At this point in the book, Goldberg’s narrative skill with selected case studies rescues the clinical descriptions and technical language. Goldberg -the student of brain damage- develops a personal as well as clinical connection to a brain-damaged student, and our understanding as well as his profit thereby.

Goldberg now steers into the more familiar concerns of attention deficit hyperactivity disorder (ADHD) and obsessive-compulsive disorder (OCD). He reviews some of the diagnostic tools and then concludes this chapter with an account of the mysteries of anosognosia, involving a patient’s inability to perceive their own debilities, most pronounced with right hemisphere damage.

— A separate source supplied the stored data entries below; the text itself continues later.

async fn dashboard(
    bot: Bot,
    dialogue: StudyDialogue,
    helper: Arc<StudyHelper>,
    config: Arc<Config>,
    mut session: Session,
    msg: Message,
) -> HandlerResult {
    let chat_id = msg.chat.id;
    let t = session.ui_language.t();

    if session.study.is_none() {
        log::warn!("Chat {} reached the dashboard without material", chat_id);
        session.upload_new();
        send_upload_prompt(&bot, chat_id, &session).await?;
        dialogue.update(session).await?;
        return Ok(());
    }

    let action = msg
        .text()
        .map(|text| dashboard_action(text, t))
        .unwrap_or(DashboardAction::Unknown);

    match action {
        DashboardAction::ShowSummary => {
            let study = session.study.as_mut().ok_or(StudyError::NoStudyLoaded)?;
            study.tab = Tab::Summary;
            send_summary(&bot, chat_id, study, t).await?;
        }
        DashboardAction::ShowQuiz => {
            let study = session.study.as_mut().ok_or(StudyError::NoStudyLoaded)?;
            study.tab = Tab::Quiz;
            send_quiz(&bot, chat_id, study, t).await?;
        }
        DashboardAction::Answer(option) => {
            let study = session.study.as_mut().ok_or(StudyError::NoStudyLoaded)?;
            if study.tab != Tab::Quiz || study.progress.view != QuizView::Questions {
                study.tab = Tab::Quiz;
                send_quiz(&bot, chat_id, study, t).await?;
            } else {
                match study.progress.select(&study.quiz, option) {
                    Selection::Revealed { correct } => {
                        log::debug!("Chat {} answered {} (correct: {})", chat_id, option, correct);
                        send_quiz(&bot, chat_id, study, t).await?;
                    }
                    Selection::AlreadyAnswered => {
                        bot.send_message(chat_id, t.already_answered).await?;
                    }
                    Selection::InvalidOption => {
                        bot.send_message(chat_id, t.choose_option).await?;
                    }
                }
            }
        }
        DashboardAction::Next => {
            let study = session.study.as_mut().ok_or(StudyError::NoStudyLoaded)?;
            study.tab = Tab::Quiz;
            match study.progress.next(&study.quiz) {
                Step::Moved(_) => send_quiz(&bot, chat_id, study, t).await?,
                Step::NotAnswered => {
                    bot.send_message(chat_id, t.answer_first).await?;
                }
                Step::Closed => send_quiz(&bot, chat_id, study, t).await?,
                Step::Finished => {
                    let score = study.progress.score_percent(&study.quiz);
                    log::info!("Chat {} finished the quiz with {}%", chat_id, score);
                    bot.send_message(
                        chat_id,
                        format!(
                            "{}\n{}: {}%\n\n{}",
                            html::bold(t.quiz_completed),
                            t.final_score,
                            score,
                            t.enter_name_prompt
                        ),
                    )
                    .parse_mode(ParseMode::Html)
                    .reply_markup(KeyboardRemove::new())
                    .await?;
                }
            }
        }
        DashboardAction::Previous => {
            let study = session.study.as_mut().ok_or(StudyError::NoStudyLoaded)?;
            study.tab = Tab::Quiz;
            study.progress.previous();
            send_quiz(&bot, chat_id, study, t).await?;
        }
        DashboardAction::LoadMore => {
            let answering = session
                .study
                .as_ref()
                .is_some_and(|study| study.progress.is_answering());
            if answering {
                load_more_questions(&bot, chat_id, &helper, &config, &mut session).await?;
            } else {
                let study = session.study.as_mut().ok_or(StudyError::NoStudyLoaded)?;
                study.tab = Tab::Quiz;
                send_quiz(&bot, chat_id, study, t).await?;
            }
        }
        DashboardAction::UploadNew => {
            session.upload_new();
            send_upload_prompt(&bot, chat_id, &session).await?;
        }
        DashboardAction::OpenStudio => {
            session.open_studio();
            send_studio_prompt(&bot, chat_id, &session).await?;
        }
        DashboardAction::Unknown => {
            let study = session.study.as_ref().ok_or(StudyError::NoStudyLoaded)?;
            bot.send_message(chat_id, t.choose_option)
                .reply_markup(keyboards::dashboard(t, study))
                .await?;
        }
    }

    dialogue.update(session).await?;
    Ok(())
}
use serde_json::json;

use crate::error::StudyError;
use crate::gemini::{GeminiClient, Part};
use crate::i18n::Language;
use crate::quiz::Quiz;
use crate::session::Tone;
use crate::studio::ContentType;
use crate::summary::SummaryData;
use crate::upload::UploadedFile;

const SUMMARY_TEMPERATURE: f32 = 0.3;
const QUIZ_TEMPERATURE: f32 = 0.4;
const CONTENT_TEMPERATURE: f32 = 0.7;
const EXCLUDE_LIMIT: usize = 1000;

/// Builds the study prompts and hands them to the generation service.
pub struct StudyHelper {
    gemini: GeminiClient,
}

impl StudyHelper {
    pub fn new(gemini: GeminiClient) -> Self {
        Self { gemini }
    }

    pub async fn summarize(
        &self,
        file: &UploadedFile,
        language: Language,
        tone: Tone,
    ) -> Result<SummaryData, StudyError> {
        log::info!("Generating {:?} summary of {:?} in {}", tone, file.name, language.name());
        let parts = vec![
            Part::inline_data(&file.mime_type, &file.data),
            Part::text(summary_prompt(language, tone)),
        ];
        self.gemini
            .generate_json(parts, summary_schema(), SUMMARY_TEMPERATURE)
            .await
    }

    pub async fn generate_quiz(
        &self,
        file: &UploadedFile,
        language: Language,
        count: usize,
        exclude: &[String],
    ) -> Result<Quiz, StudyError> {
        log::info!(
            "Generating {} questions for {:?} in {} ({} to avoid)",
            count,
            file.name,
            language.name(),
            exclude.len()
        );
        let parts = vec![
            Part::inline_data(&file.mime_type, &file.data),
            Part::text(quiz_prompt(language, count, exclude)),
        ];
        self.gemini
            .generate_json(parts, quiz_schema(), QUIZ_TEMPERATURE)
            .await
    }

    pub async fn generate_content(
        &self,
        topic: &str,
        content_type: ContentType,
        language: Language,
    ) -> Result<String, StudyError> {
        log::info!("Writing a {} in {}", content_type.prompt_name(), language.name());
        self.gemini
            .generate_text(content_prompt(topic, content_type, language), CONTENT_TEMPERATURE)
            .await
    }
}

fn tone_instruction(tone: Tone) -> &'static str {
    match tone {
        Tone::Formal => "Ensure the tone is professional, academic, and structured like a textbook.",
        Tone::Friendly => "Ensure the tone is friendly, casual, and easy to understand, as if explaining to a friend, while keeping all key information.",
    }
}

pub fn summary_prompt(language: Language, tone: Tone) -> String {
    format!(
        "Analyze this document and provide a comprehensive, structured summary in {}. \
         Break it down into logical sections with key bullet points. {}",
        language.name(),
        tone_instruction(tone)
    )
}

pub fn quiz_prompt(language: Language, count: usize, exclude: &[String]) -> String {
    let mut prompt = format!(
        "Generate a challenging multiple-choice quiz based on the document in {}.\n\
         Create exactly {} unique questions.\n\
         Each question must have 4 options and one clear correct answer.\n",
        language.name(),
        count
    );
    if !exclude.is_empty() {
        let joined: String = exclude.join("; ").chars().take(EXCLUDE_LIMIT).collect();
        prompt.push_str(&format!("Do NOT repeat these questions: {}...", joined));
    }
    prompt
}

pub fn content_prompt(topic: &str, content_type: ContentType, language: Language) -> String {
    let target = match language {
        Language::Ar => "Arabic",
        Language::En => "Standard English",
    };
    format!(
        "Act as a world-class professional writer and subject matter expert.\n\n\
         Task: Write a {} about the following topic: \"{}\".\n\
         Target Language: {}.\n\n\
         Requirements:\n\
         1. Use professional formatting (headings, bullet points where appropriate).\n\
         2. Tone should be sophisticated, authoritative, and engaging.\n\
         3. If it is a Research Paper, include an abstract and hypothetical references.\n\
         4. If it is a Conversation, format it as a dialogue.\n\
         5. Ensure the content is extensive, well-structured, and uses high-quality vocabulary.\n\
         6. Do not include Markdown code blocks, just return the formatted text directly.",
        content_type.prompt_name(),
        topic.trim(),
        target
    )
}

pub fn summary_schema() -> serde_json::Value {
    json!({
        "type": "OBJECT",
        "properties": {
            "title": {"type": "STRING", "description": "A concise title for the summary"},
            "sections": {
                "type": "ARRAY",
                "items": {
                    "type": "OBJECT",
                    "properties": {
                        "heading": {"type": "STRING", "description": "Section heading"},
                        "points": {
                            "type": "ARRAY",
                            "items": {"type": "STRING"},
                            "description": "Key points as bullet strings"
                        }
                    },
                    "required": ["heading", "points"]
                }
            }
        },
        "required": ["title", "sections"]
    })
}

pub fn quiz_schema() -> serde_json::Value {
    json!({
        "type": "OBJECT",
        "properties": {
            "questions": {
                "type": "ARRAY",
                "items": {
                    "type": "OBJECT",
                    "properties": {
                        "id": {"type": "INTEGER"},
                        "text": {"type": "STRING", "description": "The question text"},
                        "options": {
                            "type": "ARRAY",
                            "items": {"type": "STRING"},
                            "description": "4 distinct options"
                        },
                        "correctOptionIndex": {
                            "type": "INTEGER",
                            "description": "Index of the correct option (0-3)"
                        },
                        "explanation": {
                            "type": "STRING",
                            "description": "Why the answer is correct"
                        }
                    },
                    "required": ["id", "text", "options", "correctOptionIndex", "explanation"]
                }
            }
        },
        "required": ["questions"]
    })
}
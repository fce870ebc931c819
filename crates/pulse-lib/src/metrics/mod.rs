pub mod hrv;
pub mod validity;

pub use hrv::{hrv_time, HRVTime};
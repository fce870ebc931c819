use thiserror::Error;

/// Failures surfaced by the beat detection pipeline.
#[derive(Debug, Clone, PartialEq, Error)]
pub enum DetectError {
    #[error("sample rate must be positive, got {0}")]
    InvalidSampleRate(f64),

    #[error("need at least {required} samples, got {found}")]
    InsufficientSamples { found: usize, required: usize },

    #[error("signal has {signal} samples but rolling mean has {rolling_mean}")]
    MismatchedLengths { signal: usize, rolling_mean: usize },

    #[error("no peaks detected (fallback margin {margin}%)")]
    NoPeaksDetected { margin: f64 },
}

/// Failures reading or writing an interchange document.
#[derive(Debug, Error)]
pub enum DocumentError {
    #[error("invalid JSON: {0}")]
    Json(#[from] serde_json::Error),

    #[error("io error: {0}")]
    Io(#[from] std::io::Error),

    #[error("{key} holds a non-finite number, which JSON cannot represent")]
    NonFinite { key: String },

    #[error("failed to persist document: {0}")]
    Persist(#[from] tempfile::PersistError),
}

The subsequent discussion of orbitofrontal syndromes is linked to a digression into the apparent ethical/legal implications. A missed opportunity here -and one that Goldberg is probably highly prepared to discuss, considering his earlier comments on anosognosia, is to further explore the neglected concept of “insight” in the clinical sense of involving awareness of one’s disorder and/or its social consequences and/or the value of treatment. It is clearly a multidimensional problem of particular poignancy in schizophrenia, but one which may be crucial for effective patient compliance. The small amount of work to date has not associated it with neurocognitive functioning and the forebrain, although poor insight is related to poor social skills (19)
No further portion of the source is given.